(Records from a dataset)
----
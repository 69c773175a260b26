//! Argument-expression model.
//!
//! The engine never sees source text. Hosts describe call-site arguments as
//! a small tree of `ExprKind` nodes in an `ExprArena`; every node records its
//! parent so structural containment can be answered without a walk from the
//! root.

use crate::db::TypeDatabase;
use crate::types::{MethodId, TypeData, TypeId};
use crate::visitor::contains_type_parameters;
use serde::Serialize;

#[derive(Clone, Copy, Debug, PartialEq, Eq, Hash, PartialOrd, Ord, Serialize)]
pub struct ExprId(pub u32);

#[derive(Clone, Debug, PartialEq, Eq)]
pub struct Invocation {
    /// Overload candidates, in declaration order.
    pub candidates: Vec<MethodId>,
    pub args: Vec<ExprId>,
    /// Explicit type arguments; empty when elided.
    pub explicit_type_args: Vec<TypeId>,
}

#[derive(Clone, Debug, PartialEq, Eq)]
pub enum LambdaParams {
    /// `(a, b) -> ...` with `n` untyped parameters.
    Implicit(usize),
    Explicit(Vec<TypeId>),
}

#[derive(Clone, Debug, PartialEq, Eq)]
pub enum LambdaBody {
    Expression(ExprId),
    Block {
        /// Expressions of the body's `return e;` statements.
        results: Vec<ExprId>,
        can_complete_normally: bool,
    },
}

#[derive(Clone, Debug, PartialEq, Eq)]
pub struct Lambda {
    pub params: LambdaParams,
    pub body: LambdaBody,
    /// Checked exceptions the body can throw.
    pub thrown: Vec<TypeId>,
}

impl Lambda {
    pub fn arity(&self) -> usize {
        match &self.params {
            LambdaParams::Implicit(n) => *n,
            LambdaParams::Explicit(types) => types.len(),
        }
    }

    pub fn is_explicitly_typed(&self) -> bool {
        matches!(self.params, LambdaParams::Explicit(_))
    }

    pub fn result_exprs(&self) -> Vec<ExprId> {
        match &self.body {
            LambdaBody::Expression(e) => vec![*e],
            LambdaBody::Block { results, .. } => results.clone(),
        }
    }
}

#[derive(Clone, Debug, PartialEq, Eq)]
pub struct MethodRef {
    pub candidates: Vec<MethodId>,
    /// `Type::method` form whose first function-type parameter is the
    /// receiver. `None` for bound receivers and static references.
    pub unbound_receiver: Option<TypeId>,
}

#[derive(Clone, Debug, PartialEq, Eq)]
pub enum ExprKind {
    /// A standalone expression whose type is already known.
    Typed(TypeId),
    Null,
    Paren(ExprId),
    Conditional {
        then_branch: ExprId,
        else_branch: ExprId,
    },
    Switch {
        arms: Vec<ExprId>,
    },
    Invocation(Invocation),
    Lambda(Lambda),
    MethodRef(MethodRef),
    /// A use of parameter `index` of `lambda` inside that lambda's body.
    ParamRef {
        lambda: ExprId,
        index: usize,
    },
}

#[derive(Clone, Debug)]
struct ExprNode {
    kind: ExprKind,
    parent: Option<ExprId>,
}

#[derive(Clone, Debug, Default)]
pub struct ExprArena {
    nodes: Vec<ExprNode>,
}

impl ExprArena {
    pub fn new() -> Self {
        ExprArena { nodes: Vec::new() }
    }

    pub fn len(&self) -> usize {
        self.nodes.len()
    }

    pub fn is_empty(&self) -> bool {
        self.nodes.is_empty()
    }

    fn push(&mut self, kind: ExprKind) -> ExprId {
        let id = ExprId(self.nodes.len() as u32);
        let children = children_of(&kind);
        self.nodes.push(ExprNode { kind, parent: None });
        for child in children {
            if let Some(node) = self.nodes.get_mut(child.0 as usize) {
                node.parent = Some(id);
            }
        }
        id
    }

    pub fn typed(&mut self, ty: TypeId) -> ExprId {
        self.push(ExprKind::Typed(ty))
    }

    pub fn null(&mut self) -> ExprId {
        self.push(ExprKind::Null)
    }

    pub fn paren(&mut self, inner: ExprId) -> ExprId {
        self.push(ExprKind::Paren(inner))
    }

    pub fn conditional(&mut self, then_branch: ExprId, else_branch: ExprId) -> ExprId {
        self.push(ExprKind::Conditional {
            then_branch,
            else_branch,
        })
    }

    pub fn switch(&mut self, arms: Vec<ExprId>) -> ExprId {
        self.push(ExprKind::Switch { arms })
    }

    pub fn invocation(
        &mut self,
        candidates: Vec<MethodId>,
        args: Vec<ExprId>,
        explicit_type_args: Vec<TypeId>,
    ) -> ExprId {
        self.push(ExprKind::Invocation(Invocation {
            candidates,
            args,
            explicit_type_args,
        }))
    }

    /// Reserve a lambda node so its body can refer to its parameters.
    /// Complete it with [`finish_lambda`](Self::finish_lambda).
    pub fn begin_lambda(&mut self) -> ExprId {
        self.push(ExprKind::Lambda(Lambda {
            params: LambdaParams::Implicit(0),
            body: LambdaBody::Block {
                results: Vec::new(),
                can_complete_normally: true,
            },
            thrown: Vec::new(),
        }))
    }

    pub fn finish_lambda(&mut self, id: ExprId, lambda: Lambda) {
        let kind = ExprKind::Lambda(lambda);
        for child in children_of(&kind) {
            if let Some(node) = self.nodes.get_mut(child.0 as usize) {
                node.parent = Some(id);
            }
        }
        if let Some(node) = self.nodes.get_mut(id.0 as usize) {
            node.kind = kind;
        }
    }

    pub fn lambda(&mut self, lambda: Lambda) -> ExprId {
        let id = self.begin_lambda();
        self.finish_lambda(id, lambda);
        id
    }

    pub fn method_ref(
        &mut self,
        candidates: Vec<MethodId>,
        unbound_receiver: Option<TypeId>,
    ) -> ExprId {
        self.push(ExprKind::MethodRef(MethodRef {
            candidates,
            unbound_receiver,
        }))
    }

    pub fn param_ref(&mut self, lambda: ExprId, index: usize) -> ExprId {
        self.push(ExprKind::ParamRef { lambda, index })
    }

    // =========================================================================
    // Queries
    // =========================================================================

    pub fn kind(&self, id: ExprId) -> Option<&ExprKind> {
        self.nodes.get(id.0 as usize).map(|n| &n.kind)
    }

    pub fn parent(&self, id: ExprId) -> Option<ExprId> {
        self.nodes.get(id.0 as usize).and_then(|n| n.parent)
    }

    pub fn invocation_of(&self, id: ExprId) -> Option<&Invocation> {
        match self.kind(id)? {
            ExprKind::Invocation(inv) => Some(inv),
            _ => None,
        }
    }

    pub fn lambda_of(&self, id: ExprId) -> Option<&Lambda> {
        match self.kind(id)? {
            ExprKind::Lambda(lambda) => Some(lambda),
            _ => None,
        }
    }

    pub fn children(&self, id: ExprId) -> Vec<ExprId> {
        self.kind(id).map(children_of).unwrap_or_default()
    }

    /// Whether `outer` is `inner` or one of its ancestors.
    pub fn contains(&self, outer: ExprId, inner: ExprId) -> bool {
        let mut current = Some(inner);
        while let Some(id) = current {
            if id == outer {
                return true;
            }
            current = self.parent(id);
        }
        false
    }

    /// Number of nodes in the subtree rooted at `id`, including `id`.
    pub fn subtree_size(&self, id: ExprId) -> usize {
        let mut stack = vec![id];
        let mut count = 0;
        while let Some(current) = stack.pop() {
            count += 1;
            stack.extend(self.children(current));
        }
        count
    }

    /// A generic method invocation whose type depends on its target: type
    /// arguments are elided and some candidate's return type mentions its
    /// own type parameters.
    pub fn is_poly_invocation(&self, db: &dyn TypeDatabase, id: ExprId) -> bool {
        let Some(inv) = self.invocation_of(id) else {
            return false;
        };
        if !inv.explicit_type_args.is_empty() {
            return false;
        }
        inv.candidates.iter().any(|&m| {
            db.method_sig(m).is_some_and(|sig| {
                sig.is_generic() && contains_type_parameters(db, sig.return_type)
            })
        })
    }

    /// An exact method reference names exactly one method, which is neither
    /// generic nor variable-arity.
    pub fn is_exact_method_ref(&self, db: &dyn TypeDatabase, id: ExprId) -> bool {
        match self.kind(id) {
            Some(ExprKind::MethodRef(mref)) => {
                mref.candidates.len() == 1
                    && db
                        .method_sig(mref.candidates[0])
                        .is_some_and(|sig| !sig.is_generic() && !sig.varargs)
                    && !mref
                        .unbound_receiver
                        .is_some_and(|r| matches!(db.lookup(r), Some(TypeData::Raw(_))))
            }
            _ => false,
        }
    }

    /// Pertinence to applicability for argument `id` against formal `param`
    /// of a method whose own type parameters are `method_params`.
    ///
    /// Not pertinent: implicitly typed lambdas, inexact method references,
    /// explicitly typed lambdas and exact method references whose target is
    /// one of the method's type parameters, explicitly typed lambdas with a
    /// non-pertinent result expression. Parentheses, conditionals and
    /// switches are pertinent when all their branches are.
    pub fn is_pertinent_to_applicability(
        &self,
        db: &dyn TypeDatabase,
        id: ExprId,
        param: TypeId,
        method_params: &[TypeId],
    ) -> bool {
        let target_is_method_param = method_params.contains(&param);
        match self.kind(id) {
            Some(ExprKind::Lambda(lambda)) => {
                if !lambda.is_explicitly_typed() || target_is_method_param {
                    return false;
                }
                let ret = crate::functional::functional_signature(db, param)
                    .map(|f| f.return_type)
                    .unwrap_or(TypeId::OBJECT);
                lambda
                    .result_exprs()
                    .into_iter()
                    .all(|e| self.is_pertinent_to_applicability(db, e, ret, method_params))
            }
            Some(ExprKind::MethodRef(_)) => {
                self.is_exact_method_ref(db, id) && !target_is_method_param
            }
            Some(ExprKind::Paren(inner)) => {
                self.is_pertinent_to_applicability(db, *inner, param, method_params)
            }
            Some(ExprKind::Conditional {
                then_branch,
                else_branch,
            }) => {
                self.is_pertinent_to_applicability(db, *then_branch, param, method_params)
                    && self.is_pertinent_to_applicability(db, *else_branch, param, method_params)
            }
            Some(ExprKind::Switch { arms }) => arms
                .iter()
                .all(|&a| self.is_pertinent_to_applicability(db, a, param, method_params)),
            _ => true,
        }
    }
}

fn children_of(kind: &ExprKind) -> Vec<ExprId> {
    match kind {
        ExprKind::Typed(_) | ExprKind::Null | ExprKind::MethodRef(_) => Vec::new(),
        ExprKind::ParamRef { .. } => Vec::new(),
        ExprKind::Paren(inner) => vec![*inner],
        ExprKind::Conditional {
            then_branch,
            else_branch,
        } => vec![*then_branch, *else_branch],
        ExprKind::Switch { arms } => arms.clone(),
        ExprKind::Invocation(inv) => inv.args.clone(),
        ExprKind::Lambda(lambda) => lambda.result_exprs(),
    }
}

#[cfg(test)]
#[path = "../tests/expr_tests.rs"]
mod tests;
----
■ Exercise requirements: Scan the records for lines that hold "inner", and reproduce each one you find.

■ Written response:
    pub fn paren(&mut self, inner: ExprId) -> ExprId {
        self.push(ExprKind::Paren(inner))
    /// Whether `outer` is `inner` or one of its ancestors.
    pub fn contains(&self, outer: ExprId, inner: ExprId) -> bool {
        let mut current = Some(inner);
            Some(ExprKind::Paren(inner)) => {
                self.is_pertinent_to_applicability(db, *inner, param, method_params)
        ExprKind::Paren(inner) => vec![*inner],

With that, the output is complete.